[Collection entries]
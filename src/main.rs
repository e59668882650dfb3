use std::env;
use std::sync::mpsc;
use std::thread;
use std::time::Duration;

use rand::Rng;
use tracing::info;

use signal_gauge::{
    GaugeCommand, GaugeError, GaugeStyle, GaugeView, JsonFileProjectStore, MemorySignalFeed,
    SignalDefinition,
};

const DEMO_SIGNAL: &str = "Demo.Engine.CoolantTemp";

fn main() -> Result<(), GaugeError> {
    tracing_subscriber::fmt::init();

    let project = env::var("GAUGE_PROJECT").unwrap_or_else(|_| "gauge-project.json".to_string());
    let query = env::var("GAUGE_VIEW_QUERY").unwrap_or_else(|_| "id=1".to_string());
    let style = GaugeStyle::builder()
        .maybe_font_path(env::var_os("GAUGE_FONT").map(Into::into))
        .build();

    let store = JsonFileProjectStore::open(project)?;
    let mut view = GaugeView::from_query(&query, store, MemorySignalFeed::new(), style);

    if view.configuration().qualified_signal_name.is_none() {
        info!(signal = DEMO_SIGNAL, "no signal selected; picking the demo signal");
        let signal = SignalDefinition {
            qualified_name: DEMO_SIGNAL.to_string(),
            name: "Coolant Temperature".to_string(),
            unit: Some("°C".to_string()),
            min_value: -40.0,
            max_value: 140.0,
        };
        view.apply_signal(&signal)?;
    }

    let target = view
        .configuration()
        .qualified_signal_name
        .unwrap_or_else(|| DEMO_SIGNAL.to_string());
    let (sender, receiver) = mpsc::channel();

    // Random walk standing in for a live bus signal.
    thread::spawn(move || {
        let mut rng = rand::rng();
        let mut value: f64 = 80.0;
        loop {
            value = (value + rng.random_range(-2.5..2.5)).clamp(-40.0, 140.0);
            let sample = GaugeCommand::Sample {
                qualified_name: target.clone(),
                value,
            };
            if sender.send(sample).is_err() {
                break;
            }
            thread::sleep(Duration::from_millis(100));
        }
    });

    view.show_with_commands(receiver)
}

---

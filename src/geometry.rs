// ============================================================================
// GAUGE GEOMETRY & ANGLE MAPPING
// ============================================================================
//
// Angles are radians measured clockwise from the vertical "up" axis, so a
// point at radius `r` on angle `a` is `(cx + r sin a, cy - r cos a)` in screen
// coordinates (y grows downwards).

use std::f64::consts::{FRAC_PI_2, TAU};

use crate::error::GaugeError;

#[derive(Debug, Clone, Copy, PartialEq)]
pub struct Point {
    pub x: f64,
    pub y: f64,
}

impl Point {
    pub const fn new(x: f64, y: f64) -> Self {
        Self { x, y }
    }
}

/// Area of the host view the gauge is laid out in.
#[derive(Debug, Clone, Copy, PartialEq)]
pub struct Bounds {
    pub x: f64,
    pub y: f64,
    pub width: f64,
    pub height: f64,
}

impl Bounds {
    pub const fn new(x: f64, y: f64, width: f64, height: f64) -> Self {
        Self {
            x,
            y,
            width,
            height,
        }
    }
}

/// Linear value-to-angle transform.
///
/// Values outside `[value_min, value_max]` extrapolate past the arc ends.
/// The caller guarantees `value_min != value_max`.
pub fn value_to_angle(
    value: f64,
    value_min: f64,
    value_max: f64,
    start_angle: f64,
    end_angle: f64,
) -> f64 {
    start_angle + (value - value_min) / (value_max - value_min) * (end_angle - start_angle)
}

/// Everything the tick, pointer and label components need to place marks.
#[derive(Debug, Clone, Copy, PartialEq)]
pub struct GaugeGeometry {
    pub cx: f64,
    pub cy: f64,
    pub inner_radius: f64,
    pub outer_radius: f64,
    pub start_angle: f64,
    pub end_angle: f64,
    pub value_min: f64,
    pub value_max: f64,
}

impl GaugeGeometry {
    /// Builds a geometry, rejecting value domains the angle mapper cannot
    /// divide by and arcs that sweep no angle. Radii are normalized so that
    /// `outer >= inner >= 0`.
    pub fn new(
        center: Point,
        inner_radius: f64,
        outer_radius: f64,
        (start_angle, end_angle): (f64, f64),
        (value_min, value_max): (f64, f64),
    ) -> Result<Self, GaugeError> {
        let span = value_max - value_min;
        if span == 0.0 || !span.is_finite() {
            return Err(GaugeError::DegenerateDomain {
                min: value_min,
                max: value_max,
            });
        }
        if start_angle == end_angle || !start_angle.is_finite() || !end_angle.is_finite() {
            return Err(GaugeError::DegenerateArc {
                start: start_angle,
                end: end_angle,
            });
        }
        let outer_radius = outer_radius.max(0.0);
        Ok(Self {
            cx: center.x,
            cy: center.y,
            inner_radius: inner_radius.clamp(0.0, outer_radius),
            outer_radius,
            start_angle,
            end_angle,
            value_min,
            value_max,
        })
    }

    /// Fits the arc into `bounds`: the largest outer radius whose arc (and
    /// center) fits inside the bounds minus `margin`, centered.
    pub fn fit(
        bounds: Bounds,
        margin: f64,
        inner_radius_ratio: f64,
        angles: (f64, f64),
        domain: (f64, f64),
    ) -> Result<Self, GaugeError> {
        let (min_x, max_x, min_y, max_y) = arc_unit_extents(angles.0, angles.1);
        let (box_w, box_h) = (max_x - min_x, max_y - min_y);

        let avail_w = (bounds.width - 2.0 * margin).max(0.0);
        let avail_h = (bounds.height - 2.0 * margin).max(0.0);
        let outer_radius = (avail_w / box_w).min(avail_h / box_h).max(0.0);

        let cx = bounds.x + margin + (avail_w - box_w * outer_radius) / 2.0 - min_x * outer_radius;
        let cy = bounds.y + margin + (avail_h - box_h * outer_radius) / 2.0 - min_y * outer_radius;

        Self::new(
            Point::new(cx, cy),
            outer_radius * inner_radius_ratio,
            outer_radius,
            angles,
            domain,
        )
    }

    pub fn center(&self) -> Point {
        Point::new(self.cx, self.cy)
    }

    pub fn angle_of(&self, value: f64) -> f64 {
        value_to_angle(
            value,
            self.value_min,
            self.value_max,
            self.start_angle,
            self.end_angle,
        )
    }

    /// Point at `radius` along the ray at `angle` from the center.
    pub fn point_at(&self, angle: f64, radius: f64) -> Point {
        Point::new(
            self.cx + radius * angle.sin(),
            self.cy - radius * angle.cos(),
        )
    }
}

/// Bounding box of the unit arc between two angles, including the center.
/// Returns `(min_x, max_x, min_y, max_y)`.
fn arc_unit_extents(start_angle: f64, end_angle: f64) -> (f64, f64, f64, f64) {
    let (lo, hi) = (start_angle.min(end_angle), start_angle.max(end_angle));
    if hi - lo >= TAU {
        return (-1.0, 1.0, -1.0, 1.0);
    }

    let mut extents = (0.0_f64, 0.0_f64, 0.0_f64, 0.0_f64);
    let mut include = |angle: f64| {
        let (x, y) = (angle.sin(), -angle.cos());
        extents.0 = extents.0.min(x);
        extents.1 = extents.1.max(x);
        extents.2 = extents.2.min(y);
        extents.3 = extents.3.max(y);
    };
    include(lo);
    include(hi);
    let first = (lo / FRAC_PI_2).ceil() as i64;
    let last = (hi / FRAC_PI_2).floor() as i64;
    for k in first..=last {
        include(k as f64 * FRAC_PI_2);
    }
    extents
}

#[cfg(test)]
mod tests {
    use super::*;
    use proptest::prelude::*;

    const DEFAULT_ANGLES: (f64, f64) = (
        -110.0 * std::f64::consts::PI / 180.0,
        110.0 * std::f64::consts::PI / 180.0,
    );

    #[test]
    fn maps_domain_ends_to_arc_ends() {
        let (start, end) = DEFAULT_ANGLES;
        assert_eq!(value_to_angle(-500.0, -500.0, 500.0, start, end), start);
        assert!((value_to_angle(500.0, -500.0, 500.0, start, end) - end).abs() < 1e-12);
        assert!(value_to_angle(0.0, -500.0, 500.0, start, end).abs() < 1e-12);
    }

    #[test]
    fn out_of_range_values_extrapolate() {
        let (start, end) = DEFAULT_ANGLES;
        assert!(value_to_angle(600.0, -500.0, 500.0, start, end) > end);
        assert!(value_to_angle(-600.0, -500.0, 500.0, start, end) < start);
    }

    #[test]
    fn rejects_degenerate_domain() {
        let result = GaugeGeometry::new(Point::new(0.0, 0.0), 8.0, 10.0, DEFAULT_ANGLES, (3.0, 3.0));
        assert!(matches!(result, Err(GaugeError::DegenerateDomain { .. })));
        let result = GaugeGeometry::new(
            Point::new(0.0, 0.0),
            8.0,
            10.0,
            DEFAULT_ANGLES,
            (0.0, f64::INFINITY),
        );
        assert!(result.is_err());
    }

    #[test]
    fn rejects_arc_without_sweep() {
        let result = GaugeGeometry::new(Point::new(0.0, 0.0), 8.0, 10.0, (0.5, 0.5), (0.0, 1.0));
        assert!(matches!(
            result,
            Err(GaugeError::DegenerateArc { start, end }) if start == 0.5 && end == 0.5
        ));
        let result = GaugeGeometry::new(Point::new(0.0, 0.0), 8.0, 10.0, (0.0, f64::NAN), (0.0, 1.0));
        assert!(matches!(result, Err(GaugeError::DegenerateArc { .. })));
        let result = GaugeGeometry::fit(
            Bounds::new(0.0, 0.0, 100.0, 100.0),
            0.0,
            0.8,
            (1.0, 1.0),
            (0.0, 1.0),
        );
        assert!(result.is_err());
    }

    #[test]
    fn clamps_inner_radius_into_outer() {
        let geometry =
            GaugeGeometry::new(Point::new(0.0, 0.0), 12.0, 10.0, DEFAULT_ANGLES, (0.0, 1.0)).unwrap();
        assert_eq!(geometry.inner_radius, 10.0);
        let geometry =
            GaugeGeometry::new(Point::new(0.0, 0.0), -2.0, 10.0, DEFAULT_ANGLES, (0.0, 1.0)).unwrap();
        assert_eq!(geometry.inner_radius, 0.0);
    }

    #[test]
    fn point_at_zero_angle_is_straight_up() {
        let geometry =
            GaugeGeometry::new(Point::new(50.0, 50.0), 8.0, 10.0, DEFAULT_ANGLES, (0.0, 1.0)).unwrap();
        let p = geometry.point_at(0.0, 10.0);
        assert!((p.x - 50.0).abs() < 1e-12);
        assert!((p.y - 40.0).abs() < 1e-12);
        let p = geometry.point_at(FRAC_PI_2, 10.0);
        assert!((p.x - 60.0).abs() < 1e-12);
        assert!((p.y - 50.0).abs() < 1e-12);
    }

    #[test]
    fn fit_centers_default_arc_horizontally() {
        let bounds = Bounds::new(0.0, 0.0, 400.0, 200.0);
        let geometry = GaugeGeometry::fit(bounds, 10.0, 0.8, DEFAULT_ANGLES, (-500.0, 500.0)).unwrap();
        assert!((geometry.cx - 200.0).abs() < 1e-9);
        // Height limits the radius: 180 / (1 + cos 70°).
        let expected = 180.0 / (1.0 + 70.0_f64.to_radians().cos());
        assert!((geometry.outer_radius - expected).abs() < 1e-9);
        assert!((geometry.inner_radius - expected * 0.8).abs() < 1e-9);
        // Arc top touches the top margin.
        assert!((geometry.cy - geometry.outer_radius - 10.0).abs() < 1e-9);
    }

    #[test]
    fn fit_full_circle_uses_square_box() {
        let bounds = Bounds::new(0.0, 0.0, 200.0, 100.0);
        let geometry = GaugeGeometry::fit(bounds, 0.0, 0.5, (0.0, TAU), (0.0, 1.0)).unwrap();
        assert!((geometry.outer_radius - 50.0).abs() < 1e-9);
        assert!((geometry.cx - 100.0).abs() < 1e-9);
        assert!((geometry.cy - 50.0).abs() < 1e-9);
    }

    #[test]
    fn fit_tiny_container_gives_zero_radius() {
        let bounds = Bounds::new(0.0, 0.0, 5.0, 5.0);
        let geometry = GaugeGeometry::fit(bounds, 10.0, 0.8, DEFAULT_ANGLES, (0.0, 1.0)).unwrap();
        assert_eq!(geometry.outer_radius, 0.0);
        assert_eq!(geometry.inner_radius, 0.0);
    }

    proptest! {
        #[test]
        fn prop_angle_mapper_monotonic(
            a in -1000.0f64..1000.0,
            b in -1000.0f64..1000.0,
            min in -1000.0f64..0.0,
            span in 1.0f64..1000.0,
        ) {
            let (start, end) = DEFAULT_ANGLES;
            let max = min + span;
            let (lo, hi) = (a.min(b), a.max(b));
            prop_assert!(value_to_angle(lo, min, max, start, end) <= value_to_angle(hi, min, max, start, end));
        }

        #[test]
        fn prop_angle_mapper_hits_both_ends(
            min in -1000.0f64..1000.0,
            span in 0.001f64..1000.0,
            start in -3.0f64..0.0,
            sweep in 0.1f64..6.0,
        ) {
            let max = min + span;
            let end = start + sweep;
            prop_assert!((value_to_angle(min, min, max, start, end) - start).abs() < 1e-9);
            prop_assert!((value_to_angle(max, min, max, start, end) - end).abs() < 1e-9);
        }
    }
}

What you need to do.
Copy every line of the entries above in which "matches" occurs.

Expected answer.
        assert!(matches!(result, Err(GaugeError::DegenerateDomain { .. })));
        assert!(matches!(
        assert!(matches!(result, Err(GaugeError::DegenerateArc { .. })));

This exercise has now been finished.